It won't always be like this, it does move on,

are you getting any time off?

are you going to toddler groups,

I'm jealous of other mothers that always seem to have it together

Ducks all of them,they are all paddling away like mad underneath the water.

and stop worrying about the neighbours .

skaen · 30/12/2012 18:13

It is partly the age IME - separation anxiety peaks up to about 18 months. I know this is a Mumsnet cliche, but could you try a sling for DS? You can get some very good toddler type ones which are easy to put on (google patapum) and might make it possible for you all to leave the house - if you all get out and he sees other children running around having fun, he may decide to go and join them as he gets more confident.

Also do you have a DP? Could he sit with the children while you have a bath or shower in the evening (or even just 10 minutes to yourself?)

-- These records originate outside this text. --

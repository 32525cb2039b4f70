//! Connection Module
//!
//! Each accepted connection is served by its own async task running a
//! [`ConnectionHandler`]: a sequential decode → dispatch → respond loop over
//! a buffered reader/writer pair. Responses on one connection always come
//! back in request order; across connections no ordering exists.
//!
//! ## Example
//!
//! ```ignore
//! use voltkv::connection::{handle_connection, ConnectionStats};
//! use voltkv::storage::Cache;
//! use std::sync::Arc;
//!
//! let cache = Arc::new(Cache::new());
//! let stats = Arc::new(ConnectionStats::new());
//!
//! // For each accepted connection...
//! let (stream, addr) = listener.accept().await?;
//! tokio::spawn(handle_connection(stream, addr, Arc::clone(&cache), Arc::clone(&stats)));
//! ```

pub mod handler;

// Re-export commonly used types
pub use handler::{handle_connection, ConnectionError, ConnectionHandler, ConnectionStats};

brunette2007 · 03/01/2013 17:18

thankyou @quoteunquote, I am not returning to work, it has been challenging so Im going into self-employment, I have been to some parent toddler groups but to be frankly honest when my DS starts crying etc and wont allow me to get ready I really just cant be bothered. Today, I decided to just take them out and it was a struggle, it took us hours to get ready and I hardly had time to give myself a good wash, but...we were able to step outside, even with the tears and hysterics in public. Thanks for your comment : 'Ducks all of them,they are all paddling away like mad underneath the water'. put a smile on my face and yeah, i'l try not to be too paranoid about the neighbours :)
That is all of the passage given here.